General information
- Status: State property.
- Type: Madrasah
- Architectural style: Central Asian architecture
- Location: Bukhara Region, Uzbekistan
- Opened: Eighteenth century

Technical details
- Material: baked bricks
- Size: 5 cells

= Bibi Zuhra Madrasah =

Madrasa in Bukhara, Uzbekistan

Bibi Zuhra madrasah is located in Bukhara. The madrasah has not been preserved today. Bibi Zuhra madrasah was built by Bibi Zuhra at the end of the 18th century in the guzar of the Volidai Khan Mosque, during the reign of Amir Shahmurad, who ruled the Bukhara Emirate. Research scientist Abdusattor Jumanazarov studied a number of foundation documents related to this madrasah and provided information related to the madrasah. The letter of foundation of the madrasah was written in Persian in the month of Jumad ul-Awwal 1214 AH (October 1799) during the reign of Amir Shahmurad. The following information is written in this foundation document: "Eshon Muzaffarkhoja, who fell ill and died, was represented by the wife of Eshon Naqib, Bibi Zuhra Oyim Ollayor, daughter of Eshon Shafi'khoja, Sadr Valadi Eshan Umarkhoja." In the document, two-thirds of 50 square meters of land in the village of Halvogaron in Kamot district were endowed for the endowment of the madrasah.
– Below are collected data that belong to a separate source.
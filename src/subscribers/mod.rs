//! # Event subscribers for the pool runtime.
//!
//! This module provides the [`Subscribe`] trait, the [`SubscriberSet`] fan-out and
//! the built-in subscribers.
//!
//! ## Architecture
//! ```text
//! Event flow:
//!   Worker ── publish(Event) ──► Bus ──► Pool listener ──► SubscriberSet::emit()
//!                                                               │
//!                                                ┌──────────────┼──────────────┐
//!                                                ▼              ▼              ▼
//!                                           LogWriter     WorkerTracker     Custom
//!                                           (tracing)   (state per worker)
//! ```
//!
//! ## Subscriber types
//! - **Passive subscribers** - observe and react to events (logging, metrics, alerts)
//! - **Stateful subscribers** - maintain internal state based on events (WorkerTracker)

mod log;
mod set;
mod subscribe;
mod tracker;

pub use log::LogWriter;
pub use set::SubscriberSet;
pub use subscribe::Subscribe;
pub use tracker::{WorkerState, WorkerTracker};
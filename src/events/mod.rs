//! Runtime events: types and broadcast bus.
//!
//! This module groups the event **data model** and the **bus** used to
//! publish/subscribe to runtime events emitted by the pool, its workers and
//! the subscriber workers.
//!
//! ## Contents
//! - [`EventKind`], [`Event`] event classification and payload metadata
//! - [`Bus`] thin wrapper over `tokio::sync::broadcast`
//!
//! ## Quick reference
//! - **Publishers**: `Pool`, `Worker`, `pipeline::process`, `SubscriberSet`
//!   workers (overflow/panic).
//! - **Consumers**: `Pool::subscriber_listener()` (fans out to `SubscriberSet`).

mod bus;
mod event;

pub use bus::Bus;
pub use event::{Event, EventKind};
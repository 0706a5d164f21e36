//! # Event bus for broadcasting runtime events.
//!
//! [`Bus`] is a thin wrapper around [`tokio::sync::broadcast`] that provides
//! non-blocking event publishing from multiple sources (pool, workers, pipeline).
//!
//! ## Architecture
//! ```text
//! Publishers (many):                 Subscriber (one):
//!   Worker 1 ──┐
//!   Worker 2 ──┼──────► Bus ───────► subscriber_listener ────► SubscriberSet
//!   Worker N ──┤  (broadcast chan)     (in Pool)
//!   Pool     ──┘
//! ```
//!
//! ## Rules
//! - **Non-blocking publish**: `publish()` never blocks; it calls `broadcast::Sender::send`.
//! - **Bounded capacity**: a single ring buffer stores recent events for all receivers.
//! - **Lag handling**: slow receivers get `RecvError::Lagged(n)` and skip `n` oldest items.
//! - **No persistence**: events are lost if there are no active subscribers at send time.

use tokio::sync::broadcast;

use super::event::Event;

/// Broadcast channel for runtime events.
///
/// Cheap to clone (internally holds an `Arc`-backed sender).
#[derive(Clone, Debug)]
pub struct Bus {
    tx: broadcast::Sender<Event>,
}

impl Bus {
    /// Creates a new bus with the given channel capacity (min 1).
    pub fn new(capacity: usize) -> Self {
        let capacity = capacity.max(1);
        let (tx, _rx) = broadcast::channel::<Event>(capacity);
        Self { tx }
    }

    /// Publishes an event to all active receivers.
    ///
    /// If there are no receivers, the event is dropped.
    pub fn publish(&self, ev: Event) {
        let _ = self.tx.send(ev);
    }

    /// Creates a new receiver that will observe subsequent events.
    ///
    /// A receiver only gets events **sent after** it subscribes.
    pub fn subscribe(&self) -> broadcast::Receiver<Event> {
        self.tx.subscribe()
    }
}

#[cfg(test)]
mod tests {
    use super::*;
    use crate::events::EventKind;

    #[tokio::test]
    async fn test_receiver_sees_events_after_subscribe() {
        let bus = Bus::new(0);
        bus.publish(Event::new(EventKind::PoolStarting));

        let mut rx = bus.subscribe();
        bus.publish(Event::new(EventKind::ShutdownRequested));

        let ev = rx.recv().await.expect("event");
        assert_eq!(ev.kind, EventKind::ShutdownRequested);
    }
}
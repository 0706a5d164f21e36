//! # Core subscriber trait
//!
//! `Subscribe` is the extension point for plugging custom event handlers into the
//! pool. Each subscriber is driven by a dedicated worker loop fed by a bounded
//! queue that is owned by the [`SubscriberSet`](crate::subscribers::SubscriberSet).
//!
//! ## Contract
//! - Implementations may be slow (I/O, batching) – they do **not** block
//!   the pool workers nor other subscribers.
//! - Each subscriber **declares** its preferred queue capacity via
//!   [`Subscribe::queue_capacity`]. If a queue overflows, events for that
//!   subscriber are **dropped** and a `SubscriberOverflow` event is published.
//!
//! ## Example
//! ```rust
//! use workvisor::{Event, EventKind, Subscribe};
//!
//! struct FailureCounter(std::sync::atomic::AtomicU64);
//!
//! #[async_trait::async_trait]
//! impl Subscribe for FailureCounter {
//!     async fn on_event(&self, ev: &Event) {
//!         if ev.is_stage_failure() {
//!             self.0.fetch_add(1, std::sync::atomic::Ordering::Relaxed);
//!         }
//!     }
//!     fn name(&self) -> &'static str { "failure-counter" }
//! }
//! ```

use crate::events::Event;
use async_trait::async_trait;

/// Contract for event subscribers.
///
/// Called from a subscriber-dedicated worker task. Implementations should avoid
/// blocking the async runtime (prefer async I/O and cooperative waits).
#[async_trait]
pub trait Subscribe: Send + Sync + 'static {
    /// Handle a single event for this subscriber.
    async fn on_event(&self, event: &Event);

    /// Human-readable name (for logs/metrics).
    fn name(&self) -> &'static str {
        std::any::type_name::<Self>()
    }

    /// Preferred capacity of this subscriber's queue.
    fn queue_capacity(&self) -> usize {
        1024
    }
}
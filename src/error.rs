//! Error types used by the worker pool and its collaborators.
//!
//! This module defines:
//!
//! - [`RuntimeError`]: errors raised by the pool runtime itself (the only ones returned from `run`).
//! - [`BrokerError`]: subscription and publish failures reported by a [`Broker`](crate::Broker).
//! - [`CodecError`]: decode/encode failures reported by a [`Codec`](crate::Codec).
//! - [`JobError`]: failures raised by a [`Job`](crate::Job) execution.
//! - [`StageError`]: per-message pipeline failure, tagging which stage failed.
//!
//! All types provide `as_label` (stable snake_case) for logs/metrics. The
//! broker, codec and job errors also provide `as_message`, which becomes the `reason` of
//! stage-failure events.

use std::time::Duration;
use thiserror::Error;

/// # Errors produced by the pool runtime.
///
/// These cross the [`Pool::run`](crate::Pool::run) boundary. Per-message failures never do.
#[non_exhaustive]
#[derive(Error, Debug)]
pub enum RuntimeError {
    /// The subscription stream could not be established; no worker was started.
    #[error("broker: {0}")]
    Subscription(#[source] BrokerError),

    /// Installing the OS signal listener failed.
    #[error("signal listener: {0}")]
    Signal(#[source] std::io::Error),

    /// Shutdown grace period was exceeded; remaining workers were aborted.
    #[error("shutdown timeout {grace:?} exceeded; stuck workers: {stuck:?}")]
    GraceExceeded {
        /// The configured grace duration.
        grace: Duration,
        /// Ids of workers that were not observed as stopped in time.
        stuck: Vec<u8>,
    },
}

impl RuntimeError {
    /// Returns a short stable label (snake_case) for use in logs/metrics.
    ///
    /// # Example
    /// ```
    /// use workvisor::RuntimeError;
    /// use std::time::Duration;
    ///
    /// let err = RuntimeError::GraceExceeded { grace: Duration::from_secs(5), stuck: vec![2] };
    /// assert_eq!(err.as_label(), "runtime_grace_exceeded");
    /// ```
    pub fn as_label(&self) -> &'static str {
        match self {
            RuntimeError::Subscription(_) => "runtime_subscription",
            RuntimeError::Signal(_) => "runtime_signal",
            RuntimeError::GraceExceeded { .. } => "runtime_grace_exceeded",
        }
    }
}

/// # Errors produced by a broker.
#[non_exhaustive]
#[derive(Error, Debug, Clone, PartialEq, Eq)]
pub enum BrokerError {
    /// The inbound stream could not be established.
    #[error("subscribe failed: {error}")]
    Subscribe {
        /// The underlying error message.
        error: String,
    },

    /// Output bytes could not be delivered downstream.
    #[error("publish failed: {error}")]
    Publish {
        /// The underlying error message.
        error: String,
    },
}

impl BrokerError {
    /// Returns a short stable label (snake_case) for use in logs/metrics.
    pub fn as_label(&self) -> &'static str {
        match self {
            BrokerError::Subscribe { .. } => "broker_subscribe",
            BrokerError::Publish { .. } => "broker_publish",
        }
    }

    /// Returns a human-readable message with details about the error.
    pub fn as_message(&self) -> String {
        match self {
            BrokerError::Subscribe { error } => format!("subscribe: {error}"),
            BrokerError::Publish { error } => format!("publish: {error}"),
        }
    }
}

/// # Errors produced by a codec.
#[non_exhaustive]
#[derive(Error, Debug, Clone, PartialEq, Eq)]
pub enum CodecError {
    /// Payload bytes could not be decoded into the target value.
    #[error("decode failed: {error}")]
    Decode {
        /// The underlying error message.
        error: String,
    },

    /// A value could not be encoded into bytes.
    #[error("encode failed: {error}")]
    Encode {
        /// The underlying error message.
        error: String,
    },
}

impl CodecError {
    /// Returns a short stable label (snake_case) for use in logs/metrics.
    pub fn as_label(&self) -> &'static str {
        match self {
            CodecError::Decode { .. } => "codec_decode",
            CodecError::Encode { .. } => "codec_encode",
        }
    }

    /// Returns a human-readable message with details about the error.
    pub fn as_message(&self) -> String {
        match self {
            CodecError::Decode { error } => format!("decode: {error}"),
            CodecError::Encode { error } => format!("encode: {error}"),
        }
    }
}

/// # Errors produced by job execution.
#[non_exhaustive]
#[derive(Error, Debug, Clone, PartialEq, Eq)]
pub enum JobError {
    /// Job logic rejected or failed to process the input.
    #[error("execution failed: {error}")]
    Fail {
        /// The underlying error message.
        error: String,
    },
}

impl JobError {
    /// Shorthand for [`JobError::Fail`].
    ///
    /// # Example
    /// ```
    /// use workvisor::JobError;
    ///
    /// let err = JobError::fail("boom");
    /// assert_eq!(err.to_string(), "execution failed: boom");
    /// ```
    pub fn fail(error: impl Into<String>) -> Self {
        JobError::Fail {
            error: error.into(),
        }
    }

    /// Returns a short stable label (snake_case) for use in logs/metrics.
    pub fn as_label(&self) -> &'static str {
        match self {
            JobError::Fail { .. } => "job_failed",
        }
    }

    /// Returns a human-readable message with details about the error.
    pub fn as_message(&self) -> String {
        match self {
            JobError::Fail { error } => format!("error: {error}"),
        }
    }
}

/// # Per-message pipeline failure.
///
/// Tags the stage that failed. Decode, execute and encode failures drop the
/// message without acknowledging it; a publish failure is reported but the
/// message is still acknowledged.
#[non_exhaustive]
#[derive(Error, Debug, Clone, PartialEq, Eq)]
pub enum StageError {
    /// Payload could not be decoded into the job input.
    #[error("decode {type_name}: {source}")]
    Decode {
        /// Type name of the decode target.
        type_name: &'static str,
        /// Codec failure.
        source: CodecError,
    },

    /// Job execution failed.
    #[error("execute: {0}")]
    Execute(#[source] JobError),

    /// Job output could not be encoded.
    #[error("encode {type_name}: {source}")]
    Encode {
        /// Type name of the job output.
        type_name: &'static str,
        /// Codec failure.
        source: CodecError,
    },

    /// Encoded output could not be published.
    #[error("publish: {0}")]
    Publish(#[source] BrokerError),
}

impl StageError {
    /// Returns a short stable label (snake_case) for use in logs/metrics.
    ///
    /// # Example
    /// ```
    /// use workvisor::{JobError, StageError};
    ///
    /// let err = StageError::Execute(JobError::fail("boom"));
    /// assert_eq!(err.as_label(), "stage_execute");
    /// ```
    pub fn as_label(&self) -> &'static str {
        match self {
            StageError::Decode { .. } => "stage_decode",
            StageError::Execute(_) => "stage_execute",
            StageError::Encode { .. } => "stage_encode",
            StageError::Publish(_) => "stage_publish",
        }
    }

    /// Returns the type name attached to the failure, if any.
    pub fn type_name(&self) -> Option<&'static str> {
        match self {
            StageError::Decode { type_name, .. } | StageError::Encode { type_name, .. } => {
                Some(*type_name)
            }
            _ => None,
        }
    }

    /// Indicates whether the message is still acknowledged after this failure.
    ///
    /// Only [`StageError::Publish`] keeps the acknowledgement.
    pub fn acknowledges(&self) -> bool {
        matches!(self, StageError::Publish(_))
    }
}

/// Extracts a readable message from a caught panic payload.
pub(crate) fn panic_message(payload: &(dyn std::any::Any + Send)) -> String {
    if let Some(msg) = payload.downcast_ref::<&'static str>() {
        (*msg).to_string()
    } else if let Some(msg) = payload.downcast_ref::<String>() {
        msg.clone()
    } else {
        "unknown panic".to_string()
    }
}

#[cfg(test)]
mod tests {
    use super::*;

    #[test]
    fn test_only_publish_failure_acknowledges() {
        let decode = StageError::Decode {
            type_name: "u32",
            source: CodecError::Decode {
                error: "bad".into(),
            },
        };
        let publish = StageError::Publish(BrokerError::Publish {
            error: "down".into(),
        });

        assert!(!decode.acknowledges());
        assert!(!StageError::Execute(JobError::fail("x")).acknowledges());
        assert!(publish.acknowledges());
    }

    #[test]
    fn test_type_name_only_on_codec_stages() {
        let encode = StageError::Encode {
            type_name: "alloc::string::String",
            source: CodecError::Encode {
                error: "bad".into(),
            },
        };
        assert_eq!(encode.type_name(), Some("alloc::string::String"));
        assert_eq!(StageError::Execute(JobError::fail("x")).type_name(), None);
    }

    #[test]
    fn test_subscription_error_display_carries_broker_prefix() {
        let err = RuntimeError::Subscription(BrokerError::Subscribe {
            error: "refused".into(),
        });
        assert_eq!(err.to_string(), "broker: subscribe failed: refused");
        assert_eq!(err.as_label(), "runtime_subscription");
    }
}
To the west of the Bibi Zuhra madrasah, there was a porch of the Volidai Khan mosque and a yard of Turki Adilshah, a yard to the north and east, and a mosque road to the south. 2 students lived in madrasah rooms. The madrasah was endowed by the foundation itself. When he died, his brother Lutfullahhoja and his descendants fulfilled this task. This foundation document was confirmed by the seals of Amir Shahmurad, Qazi ul-Quzzat Muhammad Alim ibn Muhammad Ya'qub, Qazi Mir Abdullah and a number of other persons.